The turkey vulture extends its wing ─ its only wing ─ as if to say, “Look what happened to me.” The bird, named Socrates, is one of several non-releasable birds of prey being cared for at Wild Ontario, a non-profit, student-run organization based at the Ontario Veterinary College (OVC). The student volunteers are trying to raise $250,000 to build a new facility at the Arboretum to house the birds and educate the public.

“This is what I’ve always wanted to do,” says Jenn Bock, director of Wild Ontario and a 2007 U of G zoology grad. “I really like teaching the public about wildlife.”

She begins her lesson by explaining that some of the fastest, strongest and most intelligent birds ─ peregrine falcons, great horned owls and vultures ─ are found in Ontario.

Public education is an important part of Wild Ontario’s mandate. The birds have visited elementary and high schools, Boy Scout and Girl Guide clubs, the Ontario Science Centre and the Royal Ontario Museum.

Each bird has a story, and each story begins with a tragic encounter with humans.

Socrates was hit by a car. When he was brought to OVC’s Wild Bird Clinic in 1987, his wing was so badly damaged it couldn’t be saved. But the pioneering surgical technique used to treat him has since been perfected and used to save other birds with similar injuries.

Socrates is one of the lucky ones. Even though he lost his wing, he was spared a less fortunate fate. Mending a broken wing involves costly surgery that can reach several thousand dollars. Since wild birds don’t have owners who can foot the bill, rescue centres that can’t afford to perform these procedures are faced with only one option: euthanasia.

The Wild Bird Clinic at OVC treated birds for release into the wild until it closed in 2006. The students at Wild Ontario don’t treat injured birds, but they make referrals to facilities like the Toronto Wildlife Centre.

a closeup of an owl's face on sunny day
Einstein is a great horned own with Wild Ontario (Photo by Kyle Horner)

The program draws student volunteers who are passionate about wildlife.  “It seemed like a really good cause, raising awareness for animals that can’t do it themselves,” says volunteer Jon Spero, a third-year zoology student.

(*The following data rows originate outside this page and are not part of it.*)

//! Logging and tracing configuration
//!
//! Retry decisions are logged at WARN with the matched reason, individual
//! attempts at DEBUG.

use tracing_subscriber::{
    fmt, layer::SubscriberExt, util::SubscriberInitExt, EnvFilter,
};

/// Initialize tracing for the CLI (stdout logging)
///
/// Logs are controlled by the `RUST_LOG` environment variable.
/// Default level is INFO for this crate, WARN for dependencies.
pub fn init_cli() {
    let filter = EnvFilter::try_from_default_env()
        .unwrap_or_else(|_| EnvFilter::new("stacktest=info,warn"));

    tracing_subscriber::registry()
        .with(filter)
        .with(
            fmt::layer()
                .with_target(true)
                .with_thread_ids(false)
                .with_file(false)
                .with_line_number(false)
                .compact(),
        )
        .init();
}
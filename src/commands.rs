//! CLI command definitions
//!
//! Defines the clap commands for the harness CLI.

use clap::Subcommand;
use std::path::PathBuf;

#[derive(Subcommand)]
pub enum Commands {
    /// Run one or more scenario files
    Run {
        /// Paths to YAML scenario files
        scenarios: Vec<PathBuf>,

        /// Print provisioning details while running
        #[arg(long, short)]
        verbose: bool,

        /// Run scenarios one at a time instead of in parallel
        #[arg(long)]
        sequential: bool,
    },

    /// Print the effective retry defaults
    Defaults,
}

He looks after a female great horned owl named Einstein, who was brought to the Wild Bird Clinic as a chick 16 years ago when someone cut down the tree in which she was nesting with her two siblings.

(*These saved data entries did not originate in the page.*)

//! Provisioning tool integration
//!
//! Thin glue around a Terraform-compatible CLI: option assembly, retried
//! command invocation, output decoding, and workspace lifecycle.

pub mod invoke;
pub mod options;
pub mod output;
pub mod workspace;

pub use invoke::{apply, destroy, init, init_and_apply, run_command};
pub use options::{Options, DEFAULT_RETRYABLE_ERRORS};
pub use output::{output_list, output_map, output_string, read_output, read_outputs};
pub use workspace::Workspace;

Spero and the other volunteers take the birds out for walks around campus. “We go into the woods. I think she enjoys it,” he says, adding that Einstein often hears and sees things before he does.

The volunteers undergo an extensive training process that takes one semester to complete. It begins with an interview to find out how their personalities match with those of the birds. Each student is then assigned to a particular bird, and they begin to develop a bond. Some birds, like Socrates, are selective about their handlers and will only bond with students they trust.

The volunteers must complete 13 lessons covering such topics as bird anatomy, husbandry and dietary requirements. They take turns feeding the birds, a task that involves gutting chickens and mice. They also examine the birds for health problems, weigh them and clean out their cages.

Alexis Jordan, a fourth-year biological sciences student, is a volunteer in training who was paired with Indiana Jones, a red-tailed hawk that was illegally taken from the wild for falconry.

“A lot of people don’t realize the human impact on animals,” she says. “These birds are non-releasable because of human contact. We share their tragic stories of why they can’t go back into the wild.”